18 Ala. 176 (Ala. 1850)

WILSON'S HEIRS

v.

WILSON'S ADM'R.

Supreme Court of Alabama

June Term, 1850

         ERROR to the Orphans' Court of Monroe.

         LESLIE, for the plaintiffs in error:

         1. An advancement must be made to the heir of the intestate; therefore the record should show conclusively, that the advancement was made to the children (and each of them,) of Sarah Hammond. The record states that the advancement was made to Asa Hammond in his lifetime. Asa Hammond had no authority to receive an advancement to his children. He was not their guardian, and it will not be presumed that he had any authority to receive money for his children.

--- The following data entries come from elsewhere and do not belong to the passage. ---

#[cfg(test)]
mod tests {
    use super::*;
    use bson::doc;
    use docrepo_core::{
        index::{IndexKind, IndexOptions},
        query::{Filter, SortSpec},
    };

    fn pair(id: i64, doc: Document) -> (Bson, Bson) {
        (Bson::Int64(id), Bson::Document(doc))
    }

    async fn seeded() -> InMemoryStore {
        let store = InMemoryStore::new();
        store
            .insert_documents(
                "users",
                vec![
                    pair(1, doc! { "name": "Alice", "age": 30 }),
                    pair(2, doc! { "name": "Bob", "age": 25 }),
                    pair(3, doc! { "name": "Carol", "age": 35 }),
                ],
                None,
            )
            .await
            .unwrap();
        store
    }

    #[tokio::test]
    async fn insert_puts_id_first_and_rejects_duplicates() {
        let store = seeded().await;

        let found = store.find_documents("users", Query::filtered(Filter::eq("name", "Bob")), None).await.unwrap();
        let Bson::Document(bob) = &found[0] else { panic!("expected document") };
        assert_eq!(bob.keys().next().map(String::as_str), Some(ID_FIELD));

        let err = store
            .insert_documents("users", vec![pair(4, doc! {}), pair(2, doc! {})], None)
            .await
            .unwrap_err();
        assert!(matches!(err, DocumentStoreError::DocumentAlreadyExists(_, _)));

        // the whole batch is rejected
        assert_eq!(store.count_documents("users", None, None).await.unwrap(), 3);
    }

    #[tokio::test]
    async fn find_sorts_pages_and_projects() {
        let store = seeded().await;

        let query = Query::builder()
            .sort_by(SortSpec::desc("age"))
            .offset(1)
            .limit(1)
            .project(docrepo_core::query::Projection::include(["name"]))
            .build();
        let found = store.find_documents("users", query, None).await.unwrap();

        assert_eq!(found, vec![Bson::Document(doc! { "name": "Alice" })]);
    }

    #[tokio::test]
    async fn ordered_bulk_write_stops_at_first_failure() {
        let store = seeded().await;

        let err = store
            .bulk_write(
                "users",
                vec![
                    WriteOp::DeleteOne { filter: Filter::eq("name", "Alice") },
                    WriteOp::InsertOne { id: Bson::Int64(2), document: Bson::Document(doc! {}) },
                    WriteOp::DeleteOne { filter: Filter::eq("name", "Bob") },
                ],
                BulkWriteOptions::default(),
                None,
            )
            .await
            .unwrap_err();

        let DocumentStoreError::BulkWrite(failures) = err else { panic!("expected bulk failure") };
        assert_eq!(failures.len(), 1);
        assert_eq!(failures[0].index, 1);
        assert_eq!(store.count_documents("users", None, None).await.unwrap(), 2);
    }

    #[tokio::test]
    async fn unordered_bulk_write_attempts_everything() {
        let store = seeded().await;

        let err = store
            .bulk_write(
                "users",
                vec![
                    WriteOp::InsertOne { id: Bson::Int64(1), document: Bson::Document(doc! {}) },
                    WriteOp::InsertOne { id: Bson::Int64(2), document: Bson::Document(doc! {}) },
                    WriteOp::DeleteMany { filter: Filter::all() },
                ],
                BulkWriteOptions::unordered(),
                None,
            )
            .await
            .unwrap_err();

        let DocumentStoreError::BulkWrite(failures) = err else { panic!("expected bulk failure") };
        assert_eq!(failures.iter().map(|f| f.index).collect::<Vec<_>>(), vec![0, 1]);
        assert_eq!(store.count_documents("users", None, None).await.unwrap(), 0);
    }

    #[tokio::test]
    async fn updates_report_matched_and_modified() {
        let store = seeded().await;

        let result = store
            .bulk_write(
                "users",
                vec![WriteOp::UpdateMany {
                    filter: Filter::gte("age", 30),
                    update: UpdateDoc::new().set("senior", true),
                }],
                BulkWriteOptions::default(),
                None,
            )
            .await
            .unwrap();

        assert!(result.acknowledged);
        assert_eq!((result.matched, result.modified), (2, 2));

        let err = store
            .bulk_write(
                "users",
                vec![WriteOp::UpdateOne { filter: Filter::all(), update: UpdateDoc::new().set("_id", 9) }],
                BulkWriteOptions::default(),
                None,
            )
            .await
            .unwrap_err();
        assert!(matches!(err, DocumentStoreError::BulkWrite(_)));
    }

    #[tokio::test]
    async fn replace_upserts_when_nothing_matches() {
        let store = InMemoryStore::new();

        let result = store
            .bulk_write(
                "users",
                vec![WriteOp::ReplaceOne {
                    filter: Filter::eq(ID_FIELD, 7_i64),
                    id: Bson::Int64(7),
                    document: Bson::Document(doc! { "name": "Dan" }),
                    upsert: true,
                }],
                BulkWriteOptions::default(),
                None,
            )
            .await
            .unwrap();

        assert_eq!(result.upserted, 1);
        assert_eq!(store.count_documents("users", None, None).await.unwrap(), 1);
    }

    #[tokio::test]
    async fn transaction_writes_are_isolated_until_commit() {
        let store = seeded().await;
        let session = store.start_session(None).await.unwrap();
        store.start_transaction(&session, None).await.unwrap();

        store
            .insert_documents("users", vec![pair(4, doc! { "name": "Dan" })], Some(&session))
            .await
            .unwrap();

        assert_eq!(store.count_documents("users", None, None).await.unwrap(), 3);
        assert_eq!(store.count_documents("users", None, Some(&session)).await.unwrap(), 4);

        store.commit_transaction(&session).await.unwrap();

        assert_eq!(store.count_documents("users", None, None).await.unwrap(), 4);
    }

    #[tokio::test]
    async fn commit_keeps_outside_writes_and_indexes() {
        let store = seeded().await;
        let session = store.start_session(None).await.unwrap();
        store.start_transaction(&session, None).await.unwrap();

        store
            .insert_documents("users", vec![pair(4, doc! { "name": "Dan" })], Some(&session))
            .await
            .unwrap();
        store
            .bulk_write(
                "users",
                vec![
                    WriteOp::UpdateOne { filter: Filter::eq("name", "Bob"), update: UpdateDoc::new().set("age", 26) },
                    WriteOp::DeleteOne { filter: Filter::eq("name", "Carol") },
                ],
                BulkWriteOptions::default(),
                Some(&session),
            )
            .await
            .unwrap();

        // committed outside the transaction meanwhile
        store
            .insert_documents("users", vec![pair(5, doc! { "name": "Eve" })], None)
            .await
            .unwrap();
        let index = IndexDescriptor::uniform(["name"], IndexKind::Ascending, IndexOptions::default());
        store.create_index("users", index).await.unwrap();

        store.commit_transaction(&session).await.unwrap();

        let names: Vec<String> = store
            .find_documents("users", Query::builder().sort_by(SortSpec::asc(ID_FIELD)).build(), None)
            .await
            .unwrap()
            .into_iter()
            .filter_map(|doc| doc.as_document().and_then(|d| d.get_str("name").ok()).map(str::to_string))
            .collect();
        assert_eq!(names, vec!["Alice", "Bob", "Dan", "Eve"]);
        assert_eq!(
            store.count_documents("users", Some(Filter::eq("age", 26)), None).await.unwrap(),
            1
        );
        assert_eq!(store.list_index_names("users").await.unwrap(), vec!["_id_", "name_1"]);
    }

    #[tokio::test]
    async fn conflicting_commit_leaves_live_store_unchanged() {
        let store = seeded().await;
        let index = IndexDescriptor::uniform(["name"], IndexKind::Ascending, IndexOptions::default().unique(true));
        let session = store.start_session(None).await.unwrap();
        store.start_transaction(&session, None).await.unwrap();

        store
            .insert_documents(
                "users",
                vec![pair(4, doc! { "name": "Dan" }), pair(6, doc! { "name": "Zed" })],
                Some(&session),
            )
            .await
            .unwrap();

        store.create_index("users", index).await.unwrap();
        store
            .insert_documents("users", vec![pair(5, doc! { "name": "Zed" })], None)
            .await
            .unwrap();

        assert!(store.commit_transaction(&session).await.is_err());
        assert_eq!(store.count_documents("users", None, None).await.unwrap(), 4);
        assert_eq!(
            store.count_documents("users", Some(Filter::eq("name", "Dan")), None).await.unwrap(),
            0
        );
    }

    #[tokio::test]
    async fn abort_discards_transaction_writes() {
        let store = seeded().await;
        let session = store.start_session(None).await.unwrap();
        store.start_transaction(&session, None).await.unwrap();

        assert!(matches!(
            store.start_transaction(&session, None).await,
            Err(DocumentStoreError::TransactionAlreadyActive)
        ));

        store
            .bulk_write("users", vec![WriteOp::DeleteMany { filter: Filter::all() }], BulkWriteOptions::default(), Some(&session))
            .await
            .unwrap();
        store.abort_transaction(&session).await.unwrap();

        assert_eq!(store.count_documents("users", None, None).await.unwrap(), 3);
        assert!(matches!(
            store.commit_transaction(&session).await,
            Err(DocumentStoreError::NoActiveTransaction)
        ));
    }

    #[tokio::test]
    async fn foreign_sessions_are_rejected() {
        let store = seeded().await;
        let other = InMemoryStore::new();
        let session = other.start_session(None).await.unwrap();

        let err = store.start_transaction(&session, None).await.unwrap_err();

        assert!(matches!(err, DocumentStoreError::InvalidSession(_)));
    }

    #[tokio::test]
    async fn unique_index_is_enforced() {
        let store = seeded().await;
        let index = IndexDescriptor::uniform(["name"], IndexKind::Ascending, IndexOptions::default().unique(true));

        let name = store.create_index("users", index.clone()).await.unwrap();
        assert_eq!(name, "name_1");
        // same definition twice is fine
        assert_eq!(store.create_index("users", index).await.unwrap(), "name_1");

        let err = store
            .insert_documents("users", vec![pair(9, doc! { "name": "Alice" })], None)
            .await
            .unwrap_err();
        assert!(matches!(err, DocumentStoreError::Backend(_)));

        assert_eq!(store.list_index_names("users").await.unwrap(), vec!["_id_", "name_1"]);

        store.drop_index("users", "name_1").await.unwrap();
        assert!(matches!(
            store.drop_index("users", "name_1").await,
            Err(DocumentStoreError::IndexNotFound(_, _))
        ));
    }

    #[tokio::test]
    async fn lookup_attaches_matching_documents() {
        let store = seeded().await;
        store
            .insert_documents(
                "orders",
                vec![
                    pair(10, doc! { "user": 1_i64, "total": 5 }),
                    pair(11, doc! { "user": 1_i64, "total": 7 }),
                    pair(12, doc! { "user": 3_i64, "total": 1 }),
                ],
                None,
            )
            .await
            .unwrap();

        let joined = store
            .lookup(
                "users",
                Some(Filter::eq("name", "Alice")),
                LookupSpec {
                    from: "orders".into(),
                    local_field: ID_FIELD.into(),
                    foreign_field: "user".into(),
                    as_field: "orders".into(),
                },
                None,
            )
            .await
            .unwrap();

        let Bson::Document(alice) = &joined[0] else { panic!("expected document") };
        assert_eq!(alice.get_array("orders").unwrap().len(), 2);
    }

    #[tokio::test]
    async fn unacknowledged_writes_still_apply() {
        let store = InMemoryStore::builder().acknowledge_writes(false).build().await.unwrap();

        let result = store
            .insert_documents("users", vec![pair(1, doc! {})], None)
            .await
            .unwrap();

        assert!(!result.acknowledged);
        assert_eq!(store.count_documents("users", None, None).await.unwrap(), 1);
    }

    #[tokio::test]
    async fn create_collection_keeps_existing_documents() {
        let store = seeded().await;

        store.create_collection("users").await.unwrap();
        store.create_collection("audit").await.unwrap();

        let mut names = store.list_collections().await.unwrap();
        names.sort();

        assert_eq!(names, vec!["audit", "users"]);
        assert_eq!(store.count_documents("users", None, None).await.unwrap(), 3);
        assert_eq!(store.count_documents("audit", None, None).await.unwrap(), 0);
    }
}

         2. It is the duty of the court to appoint guardians ad litem, for infants, in order to protect their rights.--Jenkins' Distributees v. Jenkin's Adm'r, 16 Ala. 693; Kavanaugh & Wife v. Thompson, 16 Ala. 827. These cases show that it is not necessary that the infant should come into court and contest the account before the court should appoint a guardian, as laid down in Parks v. Stonum, 8 Ala. 752. An infant has not capacity to come in and contest the account. If the infant could come and contest the account, there would not be any reason or necessity to appoint a guardian, and the Legislature intended to protect the rights of those who did not have capacity to protect their own interests.

         3. The record should show affirmatively that notice had been given. The statement that the notice previously ordered had been given is of no greater effect than that legal notice had been given.--9 Ala. 430.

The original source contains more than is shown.